United Nations secretary General Dag Hammarskjold today indicated that he does not consider the projected Israel-Jordan direct talks in Jerusalem on armistice problems as cancelled.
Mr. Hammarskjold issued a statement emphasizing that he considers that Article XII of the Israel-Jordan armistice agreement–according to which a party to the agreement may call upon him to convoke a conference–is mandatory upon him. The statement explained that Mr. Hammarskjold’s decision not to pursue the matter for the present “has only the immediate significance that he has found present circumstances would not warrant his fixing a date for the conference to which he has already invited Israel and Jordan.”
This decision, the statement stressed, does not bar a follow-up on the part of the UN Secretary General of previous contacts, if he should consider that a change of the situation would warrant such a step. The statement was issued to counteract a report from Jordan to the effect that the stand taken by Mr.

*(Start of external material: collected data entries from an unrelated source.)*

use clap::Parser;
use std::path::PathBuf;

/// Name of the report directory created under the JSON directory by default
pub const DEFAULT_REPORT_DIR: &str = "cucumber-html-reports";

#[derive(Parser, Debug, Clone)]
#[command(name = "cuke-reports")]
#[command(about = "Render cucumber JSON results as HTML feature reports")]
#[command(version)]
pub struct CliArgs {
    /// Directory containing the cucumber JSON result files (*.json)
    #[arg(long, short = 'j', value_name = "DIR")]
    pub json_dir: PathBuf,

    /// Directory to write the reports into (created if missing)
    /// Default: <json-dir>/cucumber-html-reports
    #[arg(long, short = 'o', value_name = "DIR")]
    pub output_dir: Option<PathBuf>,

    /// Project name used in generated links
    #[arg(long, default_value = "default")]
    pub project: String,

    /// Build identifier used in generated links and page headings
    #[arg(long, default_value = "0")]
    pub build: String,

    /// Copy the JSON result files into the output directory
    #[arg(long)]
    pub copy_json: bool,

    /// Give each result file its own sub-directory of the output directory
    /// Without this, all result files write into the same directory and the
    /// overview reflects the last one processed
    #[arg(long)]
    pub per_document: bool,

    /// Also write the aggregated statistics as feature-statistics.json
    #[arg(long)]
    pub dump_json: bool,

    /// Skip the console summary table
    #[arg(long, short = 'q')]
    pub quiet: bool,

    /// Override console width for the summary table (default: auto-detect)
    #[arg(long, value_name = "COLUMNS")]
    pub console_width: Option<usize>,
}

impl CliArgs {
    /// Parse command-line arguments
    pub fn parse_args() -> Self {
        CliArgs::parse()
    }

    /// Validate argument combinations
    pub fn validate(&self) -> Result<(), String> {
        if !self.json_dir.exists() {
            return Err(format!("JSON directory does not exist: {}", self.json_dir.display()));
        }
        if !self.json_dir.is_dir() {
            return Err(format!("JSON path is not a directory: {}", self.json_dir.display()));
        }
        if let Some(ref output) = self.output_dir
            && output.exists()
            && !output.is_dir()
        {
            return Err(format!("Output path exists and is not a directory: {}", output.display()));
        }
        if self.project.trim().is_empty() {
            return Err("--project must not be empty".to_string());
        }
        Ok(())
    }

    /// Get the output directory, defaulting to a report directory next to the JSON
    pub fn get_output_dir(&self) -> PathBuf {
        self.output_dir.clone().unwrap_or_else(|| self.json_dir.join(DEFAULT_REPORT_DIR))
    }
}

#[cfg(test)]
mod tests {
    use super::*;

    fn args(json_dir: PathBuf) -> CliArgs {
        CliArgs {
            json_dir,
            output_dir: None,
            project: "web".to_string(),
            build: "3".to_string(),
            copy_json: false,
            per_document: false,
            dump_json: false,
            quiet: false,
            console_width: None,
        }
    }

    #[test]
    fn test_validate_missing_json_dir_fails() {
        let args = args(PathBuf::from("/definitely/not/here/cuke-json"));
        assert!(args.validate().is_err());
    }

    #[test]
    fn test_validate_file_as_json_dir_fails() {
        let dir = tempfile::tempdir().unwrap();
        let file = dir.path().join("result.json");
        std::fs::write(&file, "[]").unwrap();
        assert!(args(file).validate().unwrap_err().contains("not a directory"));
    }

    #[test]
    fn test_validate_valid_config_succeeds() {
        let dir = tempfile::tempdir().unwrap();
        assert!(args(dir.path().to_path_buf()).validate().is_ok());
    }

    #[test]
    fn test_default_output_dir() {
        let a = args(PathBuf::from("target/cucumber"));
        assert_eq!(a.get_output_dir(), PathBuf::from("target/cucumber").join(DEFAULT_REPORT_DIR));

        let mut b = args(PathBuf::from("target/cucumber"));
        b.output_dir = Some(PathBuf::from("out"));
        assert_eq!(b.get_output_dir(), PathBuf::from("out"));
    }

    #[test]
    fn test_parse_from_flags() {
        let a = CliArgs::parse_from(["cuke-reports", "--json-dir", "results", "--build", "77", "--per-document"]);
        assert_eq!(a.json_dir, PathBuf::from("results"));
        assert_eq!(a.build, "77");
        assert_eq!(a.project, "default");
        assert!(a.per_document);
        assert!(!a.copy_json);
    }
}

Hammarskjold on the proposed Israel-Jordan conference in Jerusalem implies that he considers the attitude adopted by the Jordanian Government as “correct.”
Mr. Hammarskjold makes it clear in his statement that his decision not to pursue the matter for the present “in no way reflects concurrence with the reasons given by the Jordanian Government” in rejecting the UN invitation to attend the planned talks in Jerusalem.
(Israel Ambassador Abba Eban, speaking today in Washington at the International Planning Conference for Israel Bonds, said that he was “gratified” to have received word from United Nations Secretary General Dag Hammarskjold that he cannot concur with Jordan’s reasons for refusing to attend the proposed Jerusalem parley with Israel and that he continues to maintain the obligatory character of Article XII of the Israel-Jordan armistice. Mr. Eban said his government is now considering its course of action “in the light of this clear Jordanian violation.”)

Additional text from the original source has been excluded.